FIG. 1 is a perspective view of an image reading apparatus according to an embodiment of the present invention,
FIG. 2 is a side sectional view of an image reading device according to an embodiment of the present invention, FIG. 3 is a configuration diagram of the image reading device, FIG. 4 is a characteristic diagram showing a natural frequency of the mirror, and FIG. FIG. 6 is a characteristic diagram showing the relationship between the natural frequency and the displacement amount, and FIG. 6 is a spectrum analysis diagram of the vibration frequency of the stepping motor. 1 ... original glass, 2 ... original 3 ... slide rail, 7 ... first mirror 9a, 9b ... mirror 10 ... stepping motor 20 ... imaging unit, 40 ... exposure light source unit 80 ... movable Mirror unit 90 …… Side wall of skeletal body f ₀ …… Mirror natural frequency, f ₁ …… Basic drive frequency n …… Integer

Claims (1)

[Claims] 1. An image reading apparatus in which an original on a platen glass is scanned and exposed by an exposure light source of an optical system and an optical image of the original is led out into an image pickup unit by a plurality of mirrors of the optical system.
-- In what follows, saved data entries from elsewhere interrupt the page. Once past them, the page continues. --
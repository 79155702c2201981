use crate::{EnvError, Error, EvalError, ParseError};
use ariadne::{Label, Report, ReportKind, Source};
use std::io;

const SOURCE_ID: &str = "REPL";

type ErrorReport<'a> = Report<'a, (&'static str, std::ops::Range<usize>)>;

impl EvalError {
    fn report(&self) -> ErrorReport<'static> {
        let range = self.span().to_range();
        let report = Report::build(ReportKind::Error, (SOURCE_ID, range.clone()));
        let label = Label::new((SOURCE_ID, range));
        let report = match self {
            EvalError::EnvError(env_error) => match env_error {
                EnvError::UnboundSymbol(symbol, _) => report
                    .with_message(format!("Unbound symbol `{}`", symbol))
                    .with_label(
                        label.with_message("This symbol is not defined in the current scope"),
                    ),
                EnvError::ArityMismatch {
                    name,
                    expected,
                    found,
                    ..
                } => report
                    .with_message(format!("Wrong number of arguments to `{}`", name))
                    .with_label(label.with_message(format!(
                        "Expected {} arguments, found {}",
                        expected, found
                    ))),
            },
            EvalError::NotCallable(sexpr, _) => report
                .with_message(format!("Not a procedure: {}", sexpr))
                .with_label(label.with_message(format!(
                    "A {} cannot be called as a procedure",
                    sexpr.type_name()
                ))),
            EvalError::MalformedSpecialForm(message, _) => report
                .with_message("Malformed special form")
                .with_label(label.with_message(message)),
            EvalError::DivisionByZero(_) => report
                .with_message("Division by zero")
                .with_label(label.with_message("A divisor here is zero")),
            EvalError::IndexOutOfRange(message, _) => report
                .with_message("Index out of range")
                .with_label(label.with_message(message)),
            EvalError::TypeMismatch {
                name,
                expected,
                found,
                ..
            } => report
                .with_message(format!("Type mismatch in `{}`", name))
                .with_label(label.with_message(format!("Expected {}, found {}", expected, found))),
            EvalError::DomainError(name, _) => report
                .with_message(format!("Math domain error in `{}`", name))
                .with_label(label.with_message("The result is not a finite real number")),
            EvalError::StackExhausted(_) => report
                .with_message("Maximum evaluation depth exceeded")
                .with_label(label.with_message("Recursion ran too deep while evaluating this")),
        };
        report.finish()
    }

    /// Writes a source-annotated report of this error to stderr.
    pub fn pretty_print(&self, input: &str) -> io::Result<()> {
        self.report().eprint((SOURCE_ID, Source::from(input)))
    }
}

impl ParseError {
    fn report(&self) -> ErrorReport<'static> {
        let range = self.span().to_range();
        let report = Report::build(ReportKind::Error, (SOURCE_ID, range.clone()));
        let label = Label::new((SOURCE_ID, range));
        let report = match self {
            ParseError::UnexpectedEndOfInput(_) => report
                .with_message("Unexpected EOF")
                .with_label(label.with_message("Expected an expression or ')'")),
            ParseError::UnexpectedCloseParen(_) => report
                .with_message("Unexpected ')'")
                .with_label(label.with_message("This ')' has no matching '('")),
            ParseError::NestingTooDeep { limit, .. } => report
                .with_message(format!("Lists nested deeper than {} levels", limit))
                .with_label(label.with_message("Nesting exceeds the limit here")),
        };
        report.finish()
    }

    pub fn pretty_print(&self, input: &str) -> io::Result<()> {
        self.report().eprint((SOURCE_ID, Source::from(input)))
    }
}

impl Error {
    pub fn pretty_print(&self, input: &str) -> io::Result<()> {
        match self {
            Error::Parse(err) => err.pretty_print(input),
            Error::Eval(err) => err.pretty_print(input),
        }
    }
}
In the above, a stepping motor is used as a drive motor for driving the moving part of the optical system, and the natural frequency f ₀ of the mirror and a value obtained by multiplying the fundamental drive frequency f ₁ of the stepping motor by an integer n, or An image reading apparatus characterized in that a natural frequency f ₀ is different from a value obtained by dividing the basic driving frequency f ₁ of the stepping motor by an integer n.